IN MEMORIAM
It is with a sad heart that we share that former Center for Plant Conservation Trustee, Erica Leisenring, passed away. Erica served as a CPC Board of Trustee from 2014 through 2018. She was a former St. Louis City public defender, who had also practiced family law. Besides her board service to CPC, she served on a variety of non-profit boards in St. Louis and volunteered as a tutor at an urban public school. Erica was a member of The Garden Club of St. Louis and loved to spend time in her small, city garden. She was a wonderful, thoughtful colleague and a great champion for plant conservation. Erica is survived by her husband, Robert Sears, and their two sons, Ned and Henry, their wives, and by her mother, Julia Leisenring, also a former CPC Trustee. We will all miss her.

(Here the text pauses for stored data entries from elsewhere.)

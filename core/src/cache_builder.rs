//! Offline procedure that (re)builds the versioned embedding index and
//! uploads it to the blob store. Idempotent: if a blob already exists at
//! the computed fingerprint, it exits without re-embedding.

use std::sync::Arc;

use tracing::{info, instrument};

use crate::blob_store::{join_key, BlobStore};
use crate::catalog::ReferenceCatalog;
use crate::config::{compute_fingerprint, AppConfig};
use crate::embed::Embedder;
use crate::error::{CatalogError, IndexError};
use crate::index::VectorIndex;

pub struct CacheBuilder {
    config: Arc<AppConfig>,
    embedding_client: Arc<dyn Embedder>,
}

impl CacheBuilder {
    pub fn new(config: Arc<AppConfig>, embedding_client: Arc<dyn Embedder>) -> Self {
        Self {
            config,
            embedding_client,
        }
    }

    /// Builds (or reuses) the index for `catalog` under the configured
    /// default retriever, returning the fingerprint it is stored under.
    #[instrument(skip(self, catalog, blob_store))]
    pub async fn build(
        &self,
        catalog: &ReferenceCatalog,
        blob_store: &dyn BlobStore,
    ) -> Result<String, IndexError> {
        let fingerprint = compute_fingerprint(&self.config, catalog.content_hash());
        let key = join_key(&["indices", &self.config.default_retriever, &format!("{}.bin", fingerprint)]);

        if blob_store.exists(&key).await {
            info!(fingerprint = %fingerprint, "index already present, skipping rebuild");
            return Ok(fingerprint);
        }

        info!(fingerprint = %fingerprint, entries = catalog.len(), "rebuilding embedding index");

        let texts: Vec<String> = catalog.entries().iter().map(|e| e.embedding_text()).collect();
        let ids: Vec<String> = catalog.entries().iter().map(|e| e.id.clone()).collect();
        let vectors = self.embedding_client.embed(&texts).await.map_err(|e| {
            IndexError::Malformed(format!("embedding the catalog failed: {}", e))
        })?;

        let index = VectorIndex::build(fingerprint.clone(), ids, vectors)?;
        index.save(blob_store, &key).await?;

        Ok(fingerprint)
    }
}

/// Raised when the catalog itself could not be prepared before building;
/// kept distinct from `IndexError` so callers can distinguish "nothing to
/// embed" from "embedding failed".
pub fn require_nonempty_catalog(catalog: &ReferenceCatalog) -> Result<(), CatalogError> {
    if catalog.is_empty() {
        return Err(CatalogError::Empty);
    }
    Ok(())
}

#[cfg(test)]
mod tests {
    use super::*;
    use crate::blob_store::LocalFsBlobStore;
    use crate::catalog::CatalogEntryRaw;
    use crate::config::RetrieverConfig;
    use crate::embed::EmbeddingClient;
    use crate::parser::SemanticParser;
    use std::collections::HashMap;

    fn sample_config() -> AppConfig {
        let mut retrievers = HashMap::new();
        retrievers.insert("bge-small".to_string(), RetrieverConfig::default());
        AppConfig {
            retrievers,
            default_retriever: "bge-small".into(),
            ..Default::default()
        }
    }

    #[test]
    fn require_nonempty_catalog_rejects_empty() {
        let parser = SemanticParser::new();
        let evidence = crate::config::InterventionalEvidenceConfig::default();
        let raw = vec![CatalogEntryRaw {
            id: "1".into(),
            snomed_concept_id: "x".into(),
            snomed_fsn: "fsn".into(),
            clean_name: "clean".into(),
            modality_hint: "CT".into(),
        }];
        let catalog = ReferenceCatalog::from_raw_entries(raw, &parser, &evidence).unwrap();
        assert!(require_nonempty_catalog(&catalog).is_ok());
    }

    #[tokio::test]
    async fn build_is_idempotent_when_blob_already_exists() {
        let dir = tempfile::tempdir().unwrap();
        let store = LocalFsBlobStore::new(dir.path());
        let config = Arc::new(sample_config());
        let client = Arc::new(EmbeddingClient::new(&config.retrievers["bge-small"]));
        let builder = CacheBuilder::new(config.clone(), client);

        let parser = SemanticParser::new();
        let evidence = crate::config::InterventionalEvidenceConfig::default();
        let raw = vec![CatalogEntryRaw {
            id: "1".into(),
            snomed_concept_id: "x".into(),
            snomed_fsn: "fsn".into(),
            clean_name: "clean".into(),
            modality_hint: "CT".into(),
        }];
        let catalog = ReferenceCatalog::from_raw_entries(raw, &parser, &evidence).unwrap();

        let fingerprint = compute_fingerprint(&config, catalog.content_hash());
        let key = join_key(&["indices", &config.default_retriever, &format!("{}.bin", fingerprint)]);
        store.put(&key, b"placeholder").await.unwrap();

        let result = builder.build(&catalog, &store).await.unwrap();
        assert_eq!(result, fingerprint);
        // The placeholder bytes prove no re-embedding/overwrite happened.
        assert_eq!(store.get(&key).await.unwrap(), b"placeholder");
    }
}
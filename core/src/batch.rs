//! Chunked, bounded-concurrency batch processing over the `LookupEngine`,
//! with per-request failure isolation and cooperative cancellation.

use std::sync::atomic::{AtomicBool, AtomicUsize, Ordering};
use std::sync::Arc;

use serde::{Deserialize, Serialize};
use tokio::sync::Semaphore;
use tracing::{instrument, warn};

use crate::engine::Engine;
use crate::types::MatchResult;

#[derive(Debug, Clone, Serialize, Deserialize)]
pub struct BatchExamInput {
    pub exam_name: String,
    #[serde(default)]
    pub modality_code: String,
    #[serde(default)]
    pub data_source: String,
    /// Caller-supplied identifier carried through untouched; `standardize_exam`
    /// has no use for it, but batch callers use it to correlate results back
    /// to their own row keys.
    #[serde(default)]
    pub exam_code: Option<String>,
}

/// One slot in a batch result set: either the engine's `MatchResult`, or
/// an error record that does not abort the rest of the batch.
#[derive(Debug, Clone, Serialize, Deserialize)]
#[serde(untagged)]
pub enum BatchResultEntry {
    Ok(MatchResult),
    Err { input: String, error_message: String },
}

#[derive(Debug, Clone, Copy, PartialEq, Eq, Serialize, Deserialize)]
#[serde(rename_all = "snake_case")]
pub enum BatchStatus {
    Running,
    Done,
    Cancelled,
    Error,
}

/// The shape a completed batch is persisted under at `batches/{job_id}.json`.
#[derive(Debug, Clone, Serialize, Deserialize)]
pub struct PersistedBatchResult {
    pub job_id: String,
    pub created_at: chrono::DateTime<chrono::Utc>,
    pub retriever: String,
    pub reranker: String,
    pub results: Vec<BatchResultEntry>,
}

impl PersistedBatchResult {
    pub fn new(job_id: String, retriever: String, reranker: String, results: Vec<BatchResultEntry>) -> Self {
        Self {
            job_id,
            created_at: chrono::Utc::now(),
            retriever,
            reranker,
            results,
        }
    }
}

/// Progress and cancellation handle shared between the orchestrator task
/// and the HTTP layer polling `/batch_progress/{job_id}`.
pub struct BatchHandle {
    pub job_id: String,
    total: usize,
    completed: AtomicUsize,
    cancel: AtomicBool,
    status: std::sync::RwLock<BatchStatus>,
}

impl BatchHandle {
    pub fn new(job_id: String, total: usize) -> Self {
        Self {
            job_id,
            total,
            completed: AtomicUsize::new(0),
            cancel: AtomicBool::new(false),
            status: std::sync::RwLock::new(BatchStatus::Running),
        }
    }

    pub fn completed(&self) -> usize {
        self.completed.load(Ordering::Relaxed)
    }

    pub fn total(&self) -> usize {
        self.total
    }

    pub fn status(&self) -> BatchStatus {
        *self.status.read().expect("batch status lock poisoned")
    }

    pub fn cancel(&self) {
        self.cancel.store(true, Ordering::Relaxed);
    }

    fn is_cancelled(&self) -> bool {
        self.cancel.load(Ordering::Relaxed)
    }

    fn set_status(&self, status: BatchStatus) {
        *self.status.write().expect("batch status lock poisoned") = status;
    }
}

pub struct BatchOrchestrator {
    engine: Arc<Engine>,
    chunk_size: usize,
    max_concurrency: usize,
}

impl BatchOrchestrator {
    pub fn new(engine: Arc<Engine>, chunk_size: usize, max_concurrency: usize) -> Self {
        Self {
            engine,
            chunk_size: chunk_size.max(1),
            max_concurrency: max_concurrency.max(1),
        }
    }

    /// Spawns the batch as a background task and returns a handle
    /// immediately; the caller polls `handle.completed()`/`status()`.
    #[instrument(skip(self, exams), fields(count = exams.len()))]
    pub fn process_batch(&self, job_id: String, exams: Vec<BatchExamInput>) -> (Arc<BatchHandle>, tokio::task::JoinHandle<Vec<BatchResultEntry>>) {
        let handle = Arc::new(BatchHandle::new(job_id, exams.len()));
        let semaphore = Arc::new(Semaphore::new(self.max_concurrency));
        let engine = self.engine.clone();
        let chunk_size = self.chunk_size;
        let handle_for_task = handle.clone();

        let join = tokio::spawn(async move {
            let chunks: Vec<Vec<BatchExamInput>> = exams
                .chunks(chunk_size)
                .map(|c| c.to_vec())
                .collect();

            let mut tasks = Vec::with_capacity(chunks.len());
            for chunk in chunks {
                let permit_semaphore = semaphore.clone();
                let chunk_engine = engine.clone();
                let chunk_handle = handle_for_task.clone();
                tasks.push(tokio::spawn(async move {
                    if chunk_handle.is_cancelled() {
                        return Vec::new();
                    }
                    let _permit = permit_semaphore
                        .acquire()
                        .await
                        .expect("semaphore never closed");
                    process_chunk(&chunk_engine, &chunk_handle, chunk).await
                }));
            }

            let mut results = Vec::new();
            for task in tasks {
                match task.await {
                    Ok(chunk_results) => results.extend(chunk_results),
                    Err(e) => warn!(error = %e, "batch chunk task panicked"),
                }
            }

            if handle_for_task.is_cancelled() {
                handle_for_task.set_status(BatchStatus::Cancelled);
            } else {
                handle_for_task.set_status(BatchStatus::Done);
            }

            results
        });

        (handle, join)
    }
}

async fn process_chunk(
    engine: &Arc<Engine>,
    handle: &Arc<BatchHandle>,
    chunk: Vec<BatchExamInput>,
) -> Vec<BatchResultEntry> {
    let mut out = Vec::with_capacity(chunk.len());
    for exam in chunk {
        if handle.is_cancelled() {
            break;
        }
        let entry = match engine
            .standardize_exam(&exam.exam_name, &exam.modality_code, &exam.data_source)
            .await
        {
            Ok(result) => BatchResultEntry::Ok(result),
            Err(e) => {
                warn!(exam = %exam.exam_name, error = %e, "batch request failed");
                BatchResultEntry::Err {
                    input: exam.exam_name.clone(),
                    error_message: e.to_string(),
                }
            }
        };
        out.push(entry);
        handle.completed.fetch_add(1, Ordering::Relaxed);
    }
    out
}

#[cfg(test)]
mod tests {
    use super::*;

    #[test]
    fn batch_handle_tracks_progress() {
        let handle = BatchHandle::new("job-1".into(), 10);
        assert_eq!(handle.completed(), 0);
        handle.completed.fetch_add(3, Ordering::Relaxed);
        assert_eq!(handle.completed(), 3);
        assert_eq!(handle.total(), 10);
    }

    #[test]
    fn batch_handle_starts_running_and_respects_cancel() {
        let handle = BatchHandle::new("job-2".into(), 5);
        assert_eq!(handle.status(), BatchStatus::Running);
        assert!(!handle.is_cancelled());
        handle.cancel();
        assert!(handle.is_cancelled());
    }

    #[test]
    fn persisted_batch_result_round_trips_through_json() {
        let persisted = PersistedBatchResult::new(
            "job-3".into(),
            "bge-small".into(),
            "cross-encoder".into(),
            vec![BatchResultEntry::Err {
                input: "bad exam".into(),
                error_message: "remote dependency failed".into(),
            }],
        );
        let bytes = serde_json::to_vec(&persisted).unwrap();
        let roundtripped: PersistedBatchResult = serde_json::from_slice(&bytes).unwrap();
        assert_eq!(roundtripped.job_id, "job-3");
        assert_eq!(roundtripped.results.len(), 1);
    }
}
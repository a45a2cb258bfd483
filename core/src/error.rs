//! Error taxonomy for the standardization pipeline.
//!
//! Parsing and scoring are pure and never raise; only the config/catalog
//! loaders, the index loader, and remote clients produce these.

use thiserror::Error;

/// Errors raised while loading or validating the configuration tree.
#[derive(Debug, Error)]
pub enum ConfigError {
    #[error("failed to read config source: {0}")]
    Read(String),
    #[error("failed to parse config YAML: {0}")]
    Parse(#[from] serde_yaml::Error),
    #[error("missing required config key: {0}")]
    MissingKey(String),
}

/// Errors raised while loading the reference catalog.
#[derive(Debug, Error)]
pub enum CatalogError {
    #[error("failed to read catalog source: {0}")]
    Read(String),
    #[error("failed to parse catalog JSON: {0}")]
    Parse(#[from] serde_json::Error),
    #[error("catalog is empty")]
    Empty,
}

/// Errors raised by the `VectorIndex` persistence layer.
#[derive(Debug, Error)]
pub enum IndexError {
    #[error("persisted index fingerprint {found} does not match current fingerprint {expected}")]
    Mismatch { expected: String, found: String },
    #[error("malformed index blob: {0}")]
    Malformed(String),
    #[error("blob store error: {0}")]
    BlobStore(#[from] BlobStoreError),
    #[error("index dimension {found} does not match expected {expected}")]
    DimensionMismatch { expected: usize, found: usize },
}

/// Errors raised by the blob store abstraction.
#[derive(Debug, Error)]
pub enum BlobStoreError {
    #[error("object not found: {0}")]
    NotFound(String),
    #[error("io error for key {key}: {source}")]
    Io {
        key: String,
        #[source]
        source: std::io::Error,
    },
}

/// Errors raised by the `EmbeddingClient`.
#[derive(Debug, Error)]
pub enum RemoteError {
    #[error("transient remote failure after {attempts} attempts: {message}")]
    Transient { attempts: u32, message: String },
    #[error("remote call failed permanently: {0}")]
    Failure(String),
    #[error("remote call exceeded deadline of {0:?}")]
    Timeout(std::time::Duration),
}

/// Top-level errors the `LookupEngine` may raise out of `standardize_exam`.
///
/// Everything else (no match, reranker fallback, validation faults) is
/// folded into the returned `MatchResult` rather than propagated.
#[derive(Debug, Error)]
pub enum EngineError {
    #[error("remote dependency failed: {0}")]
    RemoteFailure(#[from] RemoteError),
    #[error("vector index is unavailable or stale: {0}")]
    IndexMismatch(#[from] IndexError),
}
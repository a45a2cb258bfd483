//! Configuration tree loading and fingerprinting.
//!
//! `AppConfig` is the single source of truth loaded from YAML; every
//! sub-config carries sensible defaults so a partially-specified tree
//! degrades gracefully rather than failing startup.

use std::collections::HashMap;

use serde::{Deserialize, Serialize};
use sha2::{Digest, Sha256};

use crate::error::ConfigError;

#[derive(Debug, Clone, Serialize, Deserialize)]
pub struct RetrieverConfig {
    pub name: String,
    pub endpoint: String,
    pub embedding_dim: usize,
    pub batch_size: usize,
    pub timeout_ms: u64,
    pub max_attempts: u32,
    pub max_elapsed_ms: u64,
}

impl Default for RetrieverConfig {
    fn default() -> Self {
        Self {
            name: "default-embedder".into(),
            endpoint: "http://localhost:8081/embed".into(),
            embedding_dim: 384,
            batch_size: 32,
            timeout_ms: 5_000,
            max_attempts: 4,
            max_elapsed_ms: 30_000,
        }
    }
}

#[derive(Debug, Clone, Copy, PartialEq, Eq, Serialize, Deserialize)]
#[serde(rename_all = "snake_case")]
pub enum RerankerKindConfig {
    CrossEncoder,
    Llm,
}

#[derive(Debug, Clone, Serialize, Deserialize)]
pub struct RerankerConfig {
    pub kind: RerankerKindConfig,
    pub name: String,
    pub endpoint: String,
    pub timeout_ms: u64,
    pub max_candidates: usize,
}

impl Default for RerankerConfig {
    fn default() -> Self {
        Self {
            kind: RerankerKindConfig::CrossEncoder,
            name: "default-cross-encoder".into(),
            endpoint: "http://localhost:8081/score_pairs".into(),
            timeout_ms: 8_000,
            max_candidates: 25,
        }
    }
}

#[derive(Debug, Clone, Serialize, Deserialize)]
pub struct ScoringConfig {
    pub w_modality: f32,
    pub w_anatomy: f32,
    pub w_laterality: f32,
    pub w_contrast: f32,
    pub w_technique: f32,
    pub w_context: f32,
    pub w_rerank: f32,
    pub w_component: f32,
    pub confidence_floor: f32,
    pub top_n_candidates: usize,
    pub k_retrieve: usize,
}

impl Default for ScoringConfig {
    fn default() -> Self {
        Self {
            w_modality: 0.30,
            w_anatomy: 0.30,
            w_laterality: 0.15,
            w_contrast: 0.15,
            w_technique: 0.05,
            w_context: 0.05,
            w_rerank: 0.6,
            w_component: 0.4,
            confidence_floor: 0.35,
            top_n_candidates: 5,
            k_retrieve: 25,
        }
    }
}

/// Explicit evidence sets for the interventional-vs-diagnostic predicate.
/// Kept as configuration per the spec's resolution of the open question:
/// the evidence set must be exposed, not hard-coded.
#[derive(Debug, Clone, Serialize, Deserialize)]
pub struct InterventionalEvidenceConfig {
    pub interventional_techniques: Vec<String>,
    pub diagnostic_modalities: Vec<String>,
    /// Clinical-context terms that, alongside an interventional technique,
    /// confirm an angiography token should resolve to vascular intent
    /// (e.g. `angio` + `trauma` → XA). Checked against `detect_clinical`'s
    /// output, not hard-coded in the parser.
    pub interventional_clinical_context: Vec<String>,
}

impl Default for InterventionalEvidenceConfig {
    fn default() -> Self {
        Self {
            interventional_techniques: vec![
                "angioplasty".into(),
                "embolization".into(),
                "stent placement".into(),
                "biopsy interventional".into(),
                "drainage".into(),
                "interventional".into(),
            ],
            diagnostic_modalities: vec![
                "CT".into(),
                "MR".into(),
                "US".into(),
                "XR".into(),
                "NM".into(),
                "Fluoroscopy".into(),
                "DEXA".into(),
                "Mammography".into(),
            ],
            interventional_clinical_context: vec!["trauma".into()],
        }
    }
}

#[derive(Debug, Clone, Serialize, Deserialize)]
pub struct BatchConfig {
    pub chunk_size: usize,
    pub max_concurrency: usize,
}

impl Default for BatchConfig {
    fn default() -> Self {
        Self {
            chunk_size: 50,
            max_concurrency: 4,
        }
    }
}

#[derive(Debug, Clone, Serialize, Deserialize)]
pub struct RequestCacheConfig {
    pub max_size: usize,
}

impl Default for RequestCacheConfig {
    fn default() -> Self {
        Self { max_size: 10_000 }
    }
}

#[derive(Debug, Clone, Serialize, Deserialize)]
pub struct LoggingConfig {
    pub level: String,
}

impl Default for LoggingConfig {
    fn default() -> Self {
        Self {
            level: "info".into(),
        }
    }
}

#[derive(Debug, Clone, Serialize, Deserialize)]
pub struct BlobStoreConfig {
    pub root_dir: String,
}

impl Default for BlobStoreConfig {
    fn default() -> Self {
        Self {
            root_dir: "./blobstore".into(),
        }
    }
}

/// The full configuration tree, loaded from YAML by `ConfigStore`.
#[derive(Debug, Clone, Serialize, Deserialize, Default)]
pub struct AppConfig {
    #[serde(default)]
    pub retrievers: HashMap<String, RetrieverConfig>,
    #[serde(default)]
    pub rerankers: HashMap<String, RerankerConfig>,
    #[serde(default)]
    pub default_retriever: String,
    #[serde(default)]
    pub default_reranker: String,
    #[serde(default)]
    pub scoring: ScoringConfig,
    #[serde(default)]
    pub interventional_evidence: InterventionalEvidenceConfig,
    #[serde(default)]
    pub batch: BatchConfig,
    #[serde(default)]
    pub request_cache: RequestCacheConfig,
    #[serde(default)]
    pub logging: LoggingConfig,
    #[serde(default)]
    pub blob_store: BlobStoreConfig,
}

impl AppConfig {
    /// Validate structurally-required keys, raising `ConfigError` if absent.
    pub fn validate(&self) -> Result<(), ConfigError> {
        if self.default_retriever.is_empty() {
            return Err(ConfigError::MissingKey("default_retriever".into()));
        }
        if !self.retrievers.contains_key(&self.default_retriever) {
            return Err(ConfigError::MissingKey(format!(
                "retrievers.{}",
                self.default_retriever
            )));
        }
        if self.default_reranker.is_empty() {
            return Err(ConfigError::MissingKey("default_reranker".into()));
        }
        if !self.rerankers.contains_key(&self.default_reranker) {
            return Err(ConfigError::MissingKey(format!(
                "rerankers.{}",
                self.default_reranker
            )));
        }
        Ok(())
    }

    /// Embedding dimension of the configured default retriever.
    pub fn embedding_dim(&self) -> usize {
        self.retrievers
            .get(&self.default_retriever)
            .map(|r| r.embedding_dim)
            .unwrap_or(384)
    }

    /// Subset of this config that influences parsing and embeddings,
    /// serialized canonically for fingerprinting. Deliberately excludes
    /// request-cache size, logging level, and blob store location, which
    /// don't affect the index contents.
    fn fingerprint_relevant_json(&self) -> serde_json::Value {
        serde_json::json!({
            "default_retriever": self.default_retriever,
            "retriever": self.retrievers.get(&self.default_retriever),
            "interventional_evidence": self.interventional_evidence,
            "scoring": {
                "w_modality": self.scoring.w_modality,
                "w_anatomy": self.scoring.w_anatomy,
                "w_laterality": self.scoring.w_laterality,
                "w_contrast": self.scoring.w_contrast,
                "w_technique": self.scoring.w_technique,
                "w_context": self.scoring.w_context,
            },
        })
    }
}

/// Computes the content-addressed fingerprint identifying one
/// (parsing rules, catalog content, retriever model, embedding dim)
/// combination. Rendered as a lowercase hex string.
pub fn compute_fingerprint(config: &AppConfig, catalog_content_hash: &str) -> String {
    let mut hasher = Sha256::new();
    hasher.update(config.fingerprint_relevant_json().to_string().as_bytes());
    hasher.update(catalog_content_hash.as_bytes());
    hasher.update(config.embedding_dim().to_le_bytes());
    hex::encode(hasher.finalize())
}

/// Loads and validates the configuration tree from a YAML string.
pub struct ConfigStore;

impl ConfigStore {
    pub fn load_from_str(yaml: &str) -> Result<AppConfig, ConfigError> {
        let config: AppConfig = serde_yaml::from_str(yaml)?;
        config.validate()?;
        Ok(config)
    }

    pub fn load_from_path(path: &std::path::Path) -> Result<AppConfig, ConfigError> {
        let contents = std::fs::read_to_string(path)
            .map_err(|e| ConfigError::Read(format!("{}: {}", path.display(), e)))?;
        Self::load_from_str(&contents)
    }
}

We share sad news from our colleagues in Hawaii that Betsy Gagne passed away in March. Betsy’s breadth and depth of knowledge and work in the protection of Hawaii’s natural resources inspired many to devote their life’s work to conservation. Betsy graduated from the University of Hawaii and taught in Papua, New Guinea. Returning to Hawaii, she participated in the Hana Rain Forest Project where she reported having seen three small birds with black faces, colored like a chickadee. This was the first ever sighting of the po‘ouli. Betsy was the first biologist to see Miconia calvescens in Hana in 1991. Knowing the devastation that the plant inflicted on Tahiti, Betsy and her husband Steve Montgomery mounted a 15-year campaign to get the “green cancer” on Hawaii’s Noxious Weed list, prohibiting its importation. In the 1990s, Betsy served on Natural Area Reserves Commission, later becoming their Executive Secretary.